N.B.: people ask for a conjugator, even when asking to generate noun wordform!

declension

A type of inflectional category for the noun word class.

definition

One of possibly several meanings of the head.

Part of

Describes

derivational breakdown

A derivational breakdown of a wordform contains different morphemes that makes up the wordform.

Example

  • atahkw + is + iw is the derivational breakdown of acâhkosiwiw

  • star + let + ify is the derivational breakdown for the coined English word startletify (to make something a little star)

derivational paradigm

The collection of all possible derived forms belonging to a lemma.

Part of

Contains

derived form

A new wordform created from a lemma; this new wordform has a separate lemma with its own inflectional paradigm. A derived wordform can belong to a different word class than the original source stem.

Part of

dictionary

???

dictionary entry

The main content of a dictionary. Consists of the head (in one or more orthographical representations), the word class, and the definitions.

Part of

Contains

See also

dictionary source

An edited repository of dictionary entries. A dictionary source has at least one of the following:

  • an editor/editors

  • an author/authors

A dictionary sources provides at least one or more dictionary entries.
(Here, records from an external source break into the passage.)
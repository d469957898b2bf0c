use serde::{Deserialize, Serialize};
use swarm_core::Role;

/// HANDSHAKE payload: `{"role": "broadcaster"|"viewer"}`.
#[derive(Debug, Clone, Copy, PartialEq, Eq, Serialize, Deserialize)]
pub struct HandshakePayload {
    pub role: Role,
}

impl HandshakePayload {
    pub fn new(role: Role) -> Self {
        HandshakePayload { role }
    }

    pub fn encode(&self) -> Vec<u8> {
        serde_json::to_vec(self).expect("HandshakePayload always serializes")
    }

    pub fn decode(bytes: &[u8]) -> Result<Self, serde_json::Error> {
        serde_json::from_slice(bytes)
    }
}
use std::{
    collections::VecDeque,
    sync::atomic::{AtomicU64, Ordering},
    time::Instant,
};

use parking_lot::Mutex;

#[derive(Clone, Copy)]
struct ProgressSnapshot {
    cumulative_bytes: u64,
    instant: Instant,
}

/// Estimates upload/download throughput over a sliding window of snapshots, rather than
/// from a raw cumulative counter. Fed by the stats sink on every observed byte transfer.
pub struct SpeedEstimator {
    snapshots: Mutex<VecDeque<ProgressSnapshot>>,
    bytes_per_second: AtomicU64,
}

impl SpeedEstimator {
    pub fn new(window: usize) -> Self {
        assert!(window > 1);
        Self {
            snapshots: Mutex::new(VecDeque::with_capacity(window)),
            bytes_per_second: Default::default(),
        }
    }

    pub fn bps(&self) -> u64 {
        self.bytes_per_second.load(Ordering::Relaxed)
    }

    pub fn add_snapshot(&self, cumulative_bytes: u64, instant: Instant) {
        let first = {
            let mut g = self.snapshots.lock();
            let current = ProgressSnapshot {
                cumulative_bytes,
                instant,
            };
            if g.is_empty() {
                g.push_back(current);
                return;
            } else if g.len() < g.capacity() {
                g.push_back(current);
                g.front().copied().unwrap()
            } else {
                let first = g.pop_front().unwrap();
                g.push_back(current);
                first
            }
        };

        let diff = cumulative_bytes.saturating_sub(first.cumulative_bytes);
        let elapsed = instant.saturating_duration_since(first.instant);
        let bps = if elapsed.as_secs_f64() > 0.0 {
            diff as f64 / elapsed.as_secs_f64()
        } else {
            0.0
        };
        self.bytes_per_second.store(bps as u64, Ordering::Relaxed);
    }
}

#[cfg(test)]
mod tests {
    use super::*;
    use std::time::Duration;

    #[test]
    fn estimates_steady_rate() {
        let est = SpeedEstimator::new(4);
        let t0 = Instant::now();
        est.add_snapshot(0, t0);
        est.add_snapshot(1000, t0 + Duration::from_secs(1));
        est.add_snapshot(2000, t0 + Duration::from_secs(2));
        est.add_snapshot(3000, t0 + Duration::from_secs(3));
        // window is full now; next sample evicts the first and measures over [1,4]s
        est.add_snapshot(4000, t0 + Duration::from_secs(4));
        assert_eq!(est.bps(), 1000);
    }

    #[test]
    fn zero_bytes_yields_zero_bps() {
        let est = SpeedEstimator::new(4);
        let t0 = Instant::now();
        est.add_snapshot(0, t0);
        est.add_snapshot(0, t0 + Duration::from_secs(1));
        assert_eq!(est.bps(), 0);
    }
}
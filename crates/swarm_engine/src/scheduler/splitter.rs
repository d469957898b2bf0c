use super::{Ctx, Outbound, Scheduler};

/// Broadcaster-only round-robin distributor. Every generated chunk is unicast to
/// exactly one peer; the broadcaster never floods, and load is spread evenly over
/// the active peer set modulo cursor rotation.
#[derive(Debug, Default)]
pub struct Splitter {
    cursor: usize,
}

impl Splitter {
    pub fn new() -> Self {
        Splitter::default()
    }
}

impl Scheduler for Splitter {
    fn on_chunk_generated(&mut self, chunk_id: u32, payload: &[u8], ctx: &mut Ctx) {
        let mut addrs = ctx.peers.active_addrs();
        if addrs.is_empty() {
            // No peers yet: the chunk stays in the local store only.
            return;
        }
        addrs.sort();

        self.cursor %= addrs.len();
        let target = addrs[self.cursor];
        ctx.outbox
            .push(Outbound::data(target, chunk_id, payload.to_vec()));
        self.cursor = (self.cursor + 1) % addrs.len();
    }
}
/// PING/PONG payloads are a UTF-8 decimal seconds timestamp; PONG simply echoes
/// back whatever bytes it received in the PING.
pub fn encode(seconds: f64) -> Vec<u8> {
    seconds.to_string().into_bytes()
}

pub fn decode(payload: &[u8]) -> Option<f64> {
    std::str::from_utf8(payload).ok()?.parse().ok()
}

#[cfg(test)]
mod tests {
    use super::*;

    #[test]
    fn round_trips() {
        let ts = 1_753_000_000.123;
        assert_eq!(decode(&encode(ts)), Some(ts));
    }
}
/// Wire message types. Values are fixed by the protocol and must not be
/// renumbered without bumping `PROTOCOL_VERSION`.
#[derive(Debug, Clone, Copy, PartialEq, Eq, Hash)]
#[repr(u8)]
pub enum MsgType {
    Handshake = 1,
    Heartbeat = 2,
    Bitmap = 3,
    Request = 4,
    Data = 5,
    PeerList = 6,
    Ping = 7,
    Pong = 8,
    StatsReport = 9,
}

impl MsgType {
    pub const fn as_u8(self) -> u8 {
        self as u8
    }
}

impl TryFrom<u8> for MsgType {
    type Error = u8;

    fn try_from(value: u8) -> Result<Self, u8> {
        Ok(match value {
            1 => MsgType::Handshake,
            2 => MsgType::Heartbeat,
            3 => MsgType::Bitmap,
            4 => MsgType::Request,
            5 => MsgType::Data,
            6 => MsgType::PeerList,
            7 => MsgType::Ping,
            8 => MsgType::Pong,
            9 => MsgType::StatsReport,
            other => return Err(other),
        })
    }
}

/// Current wire protocol version, carried in every packet's `version` field.
pub const PROTOCOL_VERSION: u8 = 1;

/// Fixed header size in bytes: version(1) + msg_type(1) + seq(4) + timestamp(8) + payload_len(2).
pub const HEADER_LEN: usize = 16;
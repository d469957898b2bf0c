use std::collections::{BTreeMap, VecDeque};
use std::net::SocketAddr;

use super::{Ctx, Outbound, Scheduler};

/// How many send actions `on_tick` performs per call.
const DRAIN_BATCH: usize = 5;

#[derive(Debug)]
struct PendingEntry {
    payload: Vec<u8>,
    targets: VecDeque<SocketAddr>,
}

/// Flood-push scheduler. On receiving a new chunk, queues it to every active peer
/// except the sender; drains a bounded number of sends per tick, giving
/// deduplicated breadth-first flooding at a receiver-controlled rate.
#[derive(Debug, Default)]
pub struct DefaultPush {
    pending_push: BTreeMap<u32, PendingEntry>,
}

impl DefaultPush {
    pub fn new() -> Self {
        DefaultPush::default()
    }

    /// Drop `target` from `chunk_id`'s pending push list, since the DATA response to
    /// its REQUEST will satisfy it too. Shared by `RarestFirst` and `Edf`, which
    /// compose a `DefaultPush` for their flood behavior.
    pub(super) fn remove_pending_target(&mut self, chunk_id: u32, target: SocketAddr) {
        if let Some(entry) = self.pending_push.get_mut(&chunk_id) {
            entry.targets.retain(|&t| t != target);
            if entry.targets.is_empty() {
                self.pending_push.remove(&chunk_id);
            }
        }
    }

    pub(super) fn pending_targets(&self, chunk_id: u32) -> Option<&VecDeque<SocketAddr>> {
        self.pending_push.get(&chunk_id).map(|e| &e.targets)
    }
}

impl Scheduler for DefaultPush {
    fn on_chunk_received(&mut self, chunk_id: u32, payload: &[u8], from: SocketAddr, ctx: &mut Ctx) {
        let mut targets: Vec<SocketAddr> = ctx
            .peers
            .active_addrs()
            .into_iter()
            .filter(|&a| a != from)
            .collect();
        if targets.is_empty() {
            return;
        }
        targets.sort();
        self.pending_push.insert(
            chunk_id,
            PendingEntry {
                payload: payload.to_vec(),
                targets: targets.into(),
            },
        );
    }

    fn on_tick(&mut self, ctx: &mut Ctx) {
        let mut sent = 0usize;
        let mut drained = Vec::new();
        for (&chunk_id, entry) in self.pending_push.iter_mut() {
            if sent >= DRAIN_BATCH {
                break;
            }
            if let Some(target) = entry.targets.pop_front() {
                ctx.outbox
                    .push(Outbound::data(target, chunk_id, entry.payload.clone()));
                sent += 1;
            }
            if entry.targets.is_empty() {
                drained.push(chunk_id);
            }
        }
        for chunk_id in drained {
            self.pending_push.remove(&chunk_id);
        }
    }
}

#[cfg(test)]
mod tests {
    use super::*;
    use crate::peer_table::PeerTable;
    use crate::store::ChunkStore;
    use std::net::{IpAddr, Ipv4Addr};
    use std::time::Instant;

    fn addr(port: u16) -> SocketAddr {
        SocketAddr::new(IpAddr::V4(Ipv4Addr::LOCALHOST), port)
    }

    fn peers_with(ports: &[u16]) -> PeerTable {
        let mut peers = PeerTable::new();
        let now = Instant::now();
        for &p in ports {
            peers.touch(addr(p), None, now);
        }
        peers
    }

    #[test]
    fn floods_to_all_peers_except_sender() {
        let peers = peers_with(&[1, 2, 3]);
        let store = ChunkStore::new();
        let mut push = DefaultPush::new();
        let mut outbox = Vec::new();
        {
            let mut ctx = Ctx {
                self_addr: addr(0),
                peers: &peers,
                store: &store,
                outbox: &mut outbox,
            };
            push.on_chunk_received(7, b"payload", addr(1), &mut ctx);
        }
        assert!(outbox.is_empty(), "flood is queued, not sent immediately");

        let mut outbox = Vec::new();
        let mut ctx = Ctx {
            self_addr: addr(0),
            peers: &peers,
            store: &store,
            outbox: &mut outbox,
        };
        push.on_tick(&mut ctx);
        let targets: Vec<_> = outbox.iter().map(|o| o.to).collect();
        assert_eq!(targets, vec![addr(2), addr(3)]);
    }

    #[test]
    fn drains_at_most_five_sends_per_tick() {
        let ports: Vec<u16> = (1..=20).collect();
        let peers = peers_with(&ports);
        let store = ChunkStore::new();
        let mut push = DefaultPush::new();

        {
            let mut outbox = Vec::new();
            let mut ctx = Ctx {
                self_addr: addr(0),
                peers: &peers,
                store: &store,
                outbox: &mut outbox,
            };
            push.on_chunk_received(1, b"x", addr(1), &mut ctx);
        }

        let mut outbox = Vec::new();
        let mut ctx = Ctx {
            self_addr: addr(0),
            peers: &peers,
            store: &store,
            outbox: &mut outbox,
        };
        push.on_tick(&mut ctx);
        assert_eq!(outbox.len(), 5);
    }

    #[test]
    fn pull_dedup_removes_target_from_pending_list() {
        let peers = peers_with(&[1, 2, 3]);
        let store = ChunkStore::new();
        let mut push = DefaultPush::new();
        {
            let mut outbox = Vec::new();
            let mut ctx = Ctx {
                self_addr: addr(0),
                peers: &peers,
                store: &store,
                outbox: &mut outbox,
            };
            push.on_chunk_received(5, b"x", addr(1), &mut ctx);
        }
        assert!(push.pending_targets(5).unwrap().contains(&addr(2)));
        push.remove_pending_target(5, addr(2));
        assert!(!push.pending_targets(5).unwrap().contains(&addr(2)));
    }
}
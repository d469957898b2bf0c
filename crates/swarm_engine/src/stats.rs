use std::collections::{HashMap, VecDeque};
use std::net::SocketAddr;
use std::sync::atomic::{AtomicU64, Ordering};
use std::time::Instant;

use parking_lot::Mutex;
use serde::Serialize;
use swarm_core::speed_estimator::SpeedEstimator;

/// How many recent per-chunk downloads to remember for the "who is this stream
/// actually coming from" distribution surfaced to the dashboard.
const RECENT_DOWNLOADS_WINDOW: usize = 200;

#[derive(Default, Debug)]
struct AtomicCounters {
    downloaded_bytes: AtomicU64,
    uploaded_bytes: AtomicU64,
    chunks_received: AtomicU64,
    chunks_sent: AtomicU64,
    avg_rtt_millis: AtomicU64,
}

/// Process-wide, additive-counter statistics sink. Initialized once per node and
/// updated from the transport send/receive path, the heartbeat loop (RTT), the
/// bitmap broadcast loop (bitmap summary) and the reassembler (buffer health).
/// External dashboards are out of scope; this struct is simply the data source one
/// would poll.
pub struct StatsSink {
    counters: AtomicCounters,
    down_speed: SpeedEstimator,
    up_speed: SpeedEstimator,
    download_by_source: Mutex<HashMap<SocketAddr, u64>>,
    recent_downloads: Mutex<VecDeque<(SocketAddr, u64)>>,
    buffer_health: Mutex<BufferHealth>,
    bitmap_summary: Mutex<BitmapSummary>,
    startup: Instant,
}

#[derive(Debug, Clone, Default, Serialize)]
struct BufferHealth {
    pending_frames: usize,
    last_completed_frame_id: Option<u32>,
}

#[derive(Debug, Clone, Default, Serialize)]
struct BitmapSummary {
    owned_chunks: usize,
    max_chunk_id: Option<u32>,
}

impl Default for StatsSink {
    fn default() -> Self {
        Self::new()
    }
}

impl StatsSink {
    pub fn new() -> Self {
        StatsSink {
            counters: AtomicCounters::default(),
            down_speed: SpeedEstimator::new(5),
            up_speed: SpeedEstimator::new(5),
            download_by_source: Mutex::new(HashMap::new()),
            recent_downloads: Mutex::new(VecDeque::with_capacity(RECENT_DOWNLOADS_WINDOW)),
            buffer_health: Mutex::new(BufferHealth::default()),
            bitmap_summary: Mutex::new(BitmapSummary::default()),
            startup: Instant::now(),
        }
    }

    pub fn record_download(&self, from: SocketAddr, bytes: u64, now: Instant) {
        let total = self
            .counters
            .downloaded_bytes
            .fetch_add(bytes, Ordering::Relaxed)
            + bytes;
        self.counters.chunks_received.fetch_add(1, Ordering::Relaxed);
        self.down_speed.add_snapshot(total, now);

        let mut by_source = self.download_by_source.lock();
        *by_source.entry(from).or_insert(0) += bytes;
        drop(by_source);

        let mut recent = self.recent_downloads.lock();
        if recent.len() == RECENT_DOWNLOADS_WINDOW {
            recent.pop_front();
        }
        recent.push_back((from, bytes));
    }

    pub fn record_upload(&self, bytes: u64, now: Instant) {
        let total = self
            .counters
            .uploaded_bytes
            .fetch_add(bytes, Ordering::Relaxed)
            + bytes;
        self.counters.chunks_sent.fetch_add(1, Ordering::Relaxed);
        self.up_speed.add_snapshot(total, now);
    }

    pub fn record_avg_rtt_millis(&self, millis: u64) {
        self.counters.avg_rtt_millis.store(millis, Ordering::Relaxed);
    }

    pub fn record_buffer_health(&self, pending_frames: usize, last_completed_frame_id: Option<u32>) {
        *self.buffer_health.lock() = BufferHealth {
            pending_frames,
            last_completed_frame_id,
        };
    }

    pub fn record_bitmap_summary(&self, owned_chunks: usize, max_chunk_id: Option<u32>) {
        *self.bitmap_summary.lock() = BitmapSummary {
            owned_chunks,
            max_chunk_id,
        };
    }

    /// Who the last `RECENT_DOWNLOADS_WINDOW` chunks actually came from, grouped and
    /// summed by source. Unlike `download_by_source`'s all-time total, this answers
    /// "who is this stream coming from right now" — a peer that stopped sending
    /// drops out of this view once its entries age out of the window.
    pub fn recent_distribution(&self) -> Vec<SourceShare> {
        let recent = self.recent_downloads.lock();
        let mut by_source: HashMap<SocketAddr, u64> = HashMap::new();
        for &(addr, bytes) in recent.iter() {
            *by_source.entry(addr).or_insert(0) += bytes;
        }
        drop(recent);

        let mut shares: Vec<SourceShare> = by_source
            .into_iter()
            .map(|(addr, bytes)| SourceShare { addr, bytes })
            .collect();
        shares.sort_by(|a, b| b.bytes.cmp(&a.bytes));
        shares
    }

    pub fn snapshot(&self) -> StatsSnapshot {
        let by_source = self.download_by_source.lock();
        let mut download_by_source: Vec<SourceShare> = by_source
            .iter()
            .map(|(addr, bytes)| SourceShare {
                addr: *addr,
                bytes: *bytes,
            })
            .collect();
        download_by_source.sort_by(|a, b| b.bytes.cmp(&a.bytes));
        drop(by_source);

        StatsSnapshot {
            uptime_secs: self.startup.elapsed().as_secs_f64(),
            downloaded_bytes: self.counters.downloaded_bytes.load(Ordering::Relaxed),
            uploaded_bytes: self.counters.uploaded_bytes.load(Ordering::Relaxed),
            chunks_received: self.counters.chunks_received.load(Ordering::Relaxed),
            chunks_sent: self.counters.chunks_sent.load(Ordering::Relaxed),
            download_bps: self.down_speed.bps(),
            upload_bps: self.up_speed.bps(),
            avg_rtt_millis: self.counters.avg_rtt_millis.load(Ordering::Relaxed),
            buffer_health: self.buffer_health.lock().clone(),
            bitmap_summary: self.bitmap_summary.lock().clone(),
            download_by_source,
            recent_distribution: self.recent_distribution(),
        }
    }
}

#[derive(Debug, Clone, Serialize)]
pub struct SourceShare {
    addr: SocketAddr,
    bytes: u64,
}

/// Everything an external dashboard would poll, and also the payload shape sent in
/// STATS_REPORT.
#[derive(Debug, Clone, Serialize)]
pub struct StatsSnapshot {
    uptime_secs: f64,
    downloaded_bytes: u64,
    uploaded_bytes: u64,
    chunks_received: u64,
    chunks_sent: u64,
    download_bps: u64,
    upload_bps: u64,
    avg_rtt_millis: u64,
    buffer_health: BufferHealth,
    bitmap_summary: BitmapSummary,
    download_by_source: Vec<SourceShare>,
    recent_distribution: Vec<SourceShare>,
}

#[cfg(test)]
mod tests {
    use super::*;
    use std::net::{IpAddr, Ipv4Addr};

    fn addr(port: u16) -> SocketAddr {
        SocketAddr::new(IpAddr::V4(Ipv4Addr::LOCALHOST), port)
    }

    #[test]
    fn tracks_download_attribution() {
        let sink = StatsSink::new();
        let now = Instant::now();
        sink.record_download(addr(1), 100, now);
        sink.record_download(addr(2), 50, now);
        sink.record_download(addr(1), 25, now);

        let snap = sink.snapshot();
        assert_eq!(snap.downloaded_bytes, 175);
        assert_eq!(snap.chunks_received, 3);
        assert_eq!(snap.download_by_source[0].addr, addr(1));
        assert_eq!(snap.download_by_source[0].bytes, 125);
    }

    #[test]
    fn recent_distribution_groups_the_rolling_window_by_source() {
        let sink = StatsSink::new();
        let now = Instant::now();
        sink.record_download(addr(1), 100, now);
        sink.record_download(addr(2), 50, now);
        sink.record_download(addr(1), 25, now);

        let dist = sink.recent_distribution();
        assert_eq!(dist[0].addr, addr(1));
        assert_eq!(dist[0].bytes, 125);
        assert_eq!(dist[1].addr, addr(2));
        assert_eq!(dist[1].bytes, 50);
    }

    #[test]
    fn recent_distribution_drops_entries_once_window_overflows() {
        let sink = StatsSink::new();
        let now = Instant::now();
        sink.record_download(addr(1), 10, now);
        for _ in 0..RECENT_DOWNLOADS_WINDOW {
            sink.record_download(addr(2), 1, now);
        }

        let dist = sink.recent_distribution();
        assert!(dist.iter().all(|s| s.addr != addr(1)), "addr(1)'s single old entry should have aged out");
        assert_eq!(dist.iter().find(|s| s.addr == addr(2)).unwrap().bytes, RECENT_DOWNLOADS_WINDOW as u64);
    }

    #[test]
    fn serializes_snapshot() {
        let sink = StatsSink::new();
        sink.record_buffer_health(3, Some(10));
        sink.record_bitmap_summary(42, Some(999));
        let json = serde_json::to_string(&sink.snapshot()).unwrap();
        assert!(json.contains("\"owned_chunks\":42"));
        assert!(json.contains("\"pending_frames\":3"));
    }
}
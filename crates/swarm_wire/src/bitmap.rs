use std::collections::BTreeSet;

use serde_json::Value;

/// Ranges kept per BITMAP datagram, chosen so the encoded JSON stays comfortably
/// under the ~1400B safe-MTU payload budget.
pub const MAX_RANGES: usize = 50;

#[derive(thiserror::Error, Debug, Clone, PartialEq)]
pub enum BitmapError {
    #[error("invalid bitmap JSON: {0}")]
    InvalidJson(String),
    #[error("bitmap entry is neither an integer nor a [start, end] pair")]
    UnrecognizedEntry,
}

/// Merge a sorted set of chunk_ids into ascending, maximal `[start, end]` runs.
fn merge_runs(ids: &BTreeSet<u32>) -> Vec<(u32, u32)> {
    let mut runs: Vec<(u32, u32)> = Vec::new();
    for &id in ids {
        match runs.last_mut() {
            Some((_, end)) if *end + 1 == id => *end = id,
            _ => runs.push((id, id)),
        }
    }
    runs
}

/// Encode a local bitmap into the wire payload: RLE ranges, keeping only the most
/// recent (highest chunk_id) `MAX_RANGES` runs.
pub fn encode(ids: &BTreeSet<u32>) -> Vec<u8> {
    let mut runs = merge_runs(ids);
    if runs.len() > MAX_RANGES {
        let drop = runs.len() - MAX_RANGES;
        runs.drain(..drop);
    }
    let json: Vec<[u32; 2]> = runs.into_iter().map(|(s, e)| [s, e]).collect();
    serde_json::to_vec(&json).expect("range list always serializes")
}

/// Decode a BITMAP payload, accepting either the preferred RLE-ranges form
/// (`[[s,e], ...]`) or a flat integer list (`[c, ...]`), for backward compatibility.
pub fn decode(bytes: &[u8]) -> Result<BTreeSet<u32>, BitmapError> {
    let value: Value =
        serde_json::from_slice(bytes).map_err(|e| BitmapError::InvalidJson(e.to_string()))?;
    let entries = value.as_array().ok_or_else(|| {
        BitmapError::InvalidJson("top-level bitmap JSON must be an array".to_string())
    })?;

    let mut out = BTreeSet::new();
    for entry in entries {
        match entry {
            Value::Number(n) => {
                let id = n.as_u64().ok_or(BitmapError::UnrecognizedEntry)? as u32;
                out.insert(id);
            }
            Value::Array(pair) => {
                if pair.len() != 2 {
                    return Err(BitmapError::UnrecognizedEntry);
                }
                let start = pair[0].as_u64().ok_or(BitmapError::UnrecognizedEntry)? as u32;
                let end = pair[1].as_u64().ok_or(BitmapError::UnrecognizedEntry)? as u32;
                for id in start..=end {
                    out.insert(id);
                }
            }
            _ => return Err(BitmapError::UnrecognizedEntry),
        }
    }
    Ok(out)
}

#[cfg(test)]
mod tests {
    use super::*;

    #[test]
    fn full_round_trip_without_truncation() {
        let set: BTreeSet<u32> = [1, 2, 3, 7, 8, 20].into_iter().collect();
        let encoded = encode(&set);
        assert_eq!(decode(&encoded).unwrap(), set);
    }

    #[test]
    fn truncates_to_the_50_highest_ranges() {
        // 120 disjoint singleton chunks -> 120 ranges, should keep the top 50 by value.
        let set: BTreeSet<u32> = (0u32..120).step_by(1).collect();
        // make them disjoint singletons by spacing them out
        let set: BTreeSet<u32> = set.iter().map(|&i| i * 2).collect();
        let encoded = encode(&set);
        let decoded = decode(&encoded).unwrap();

        let all_runs = merge_runs(&set);
        assert_eq!(all_runs.len(), 120);
        let kept: BTreeSet<u32> = all_runs[70..]
            .iter()
            .flat_map(|&(s, e)| s..=e)
            .collect();
        assert_eq!(decoded, kept);
        assert_eq!(decoded.len(), 50);
    }

    #[test]
    fn decodes_flat_integer_list() {
        let bytes = serde_json::to_vec(&[1, 2, 3]).unwrap();
        let decoded = decode(&bytes).unwrap();
        assert_eq!(decoded, [1, 2, 3].into_iter().collect());
    }

    #[test]
    fn decodes_mixed_json_shapes_are_rejected_gracefully() {
        assert!(decode(b"not json").is_err());
        assert!(decode(b"{}").is_err());
    }

    #[test]
    fn merges_consecutive_runs() {
        let set: BTreeSet<u32> = [1, 2, 3, 5, 6, 10].into_iter().collect();
        assert_eq!(merge_runs(&set), vec![(1, 3), (5, 6), (10, 10)]);
    }
}
#[test]
fn disabling_auto_deal_cancels_pending_advance() {
    let mut game = dealt_game(
        GameOptions::default().with_auto_deal(true),
        &[
            card(Suit::Hearts, Rank::Five),
            card(Suit::Clubs, Rank::Nine),
            card(Suit::Spades, Rank::King),
        ],
    );
    game.flip_bases().unwrap();
    game.draw_middle().unwrap();
    game.tick(ms(400));
    assert_eq!(game.pending_tasks(), 1);

    assert!(!game.toggle_auto_deal().unwrap());
    assert_eq!(game.pending_tasks(), 0);
    game.tick(ms(5000));
    assert_eq!(game.phase(), Some(Phase::Resolved));

    assert!(game.toggle_auto_deal().unwrap());
    assert_eq!(game.pending_tasks(), 1);
    game.tick(ms(3000));
    assert_eq!(game.phase(), Some(Phase::Dealing));
}

#[test]
fn manual_advance_drops_pending_reveal() {
    let mut game = dealt_game(
        GameOptions::default().with_auto_deal(true),
        &[
            card(Suit::Hearts, Rank::Five),
            card(Suit::Clubs, Rank::Nine),
            card(Suit::Spades, Rank::King),
        ],
    );
    game.flip_bases().unwrap();
    game.draw_middle().unwrap();

    game.advance_round().unwrap();
    game.settle();

    let snapshot = game.snapshot().unwrap();
    assert_eq!(snapshot.round, 2);
    assert_eq!(snapshot.phase, Phase::Dealt);
    assert!(!snapshot.result_visible);
    assert!(
        !game
            .host()
            .cues
            .iter()
            .any(|cue| matches!(cue, Cue::OutcomeDrink))
    );
}

#[test]
fn restart_cancels_pending_transitions() {
    let mut game = dealt_game(
        GameOptions::default().with_auto_deal(true),
        &[
            card(Suit::Hearts, Rank::Five),
            card(Suit::Clubs, Rank::Nine),
            card(Suit::Spades, Rank::King),
        ],
    );
    game.flip_bases().unwrap();
    game.draw_middle().unwrap();
    game.tick(ms(400));
    assert_eq!(game.pending_tasks(), 1);

    let published = game.host().snapshots.len();
    game.restart_session();
    assert!(!game.is_active());
    assert!(game.snapshot().is_none());
    assert_eq!(game.pending_tasks(), 0);
    assert_eq!(game.host().snapshots.len(), published);
    assert_eq!(
        game.host().notices,
        vec![Notice::SessionEnded {
            rounds: 1,
            drinks: 1,
        }]
    );

    game.start_session(1).unwrap();
    game.tick(ms(3000));
    let snapshot = game.snapshot().unwrap();
    assert_eq!(snapshot.round, 1);
    assert_eq!(snapshot.phase, Phase::Dealt);
    assert_eq!(snapshot.cumulative_drinks, 0);
    assert!(snapshot.auto_deal_enabled);
}

#[test]
fn instant_options_resolve_on_zero_tick() {
    let mut game = Game::new(GameOptions::default().instant(), 11);
    game.start_session(3).unwrap();
    game.tick(Duration::ZERO);
    assert_eq!(game.phase(), Some(Phase::Dealt));

    game.flip_bases().unwrap();
    game.draw_middle().unwrap();
    game.tick(Duration::ZERO);
    assert!(game.snapshot().unwrap().result_visible);
    assert_eq!(game.cards_remaining(), 3 * DECK_SIZE - 3);
}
A dictionary source may have other bibliographic metadata, like a book or a publication.

indeclinable particle

(In Plains Cree linguistics) The word class of terms that do not inflect. Often abbreviated as Ipc.

Is a

inflectional category

A more detailed categorization of a word class. Things that belong to the same inflection category have the same affix set.

Examples

  • NI-1

  • VTA-n

  • NDA-4w

⚠️ A deprecated synonym exists — This was formerly also called an inflectional class, but that term is now deprecated.

inflectional paradigm

The collection of inflected wordforms belonging to a lemma. Informally known as the conjugations.

Part of

Contains

general word class

Superclass of word class. Does not contain inflectional categories.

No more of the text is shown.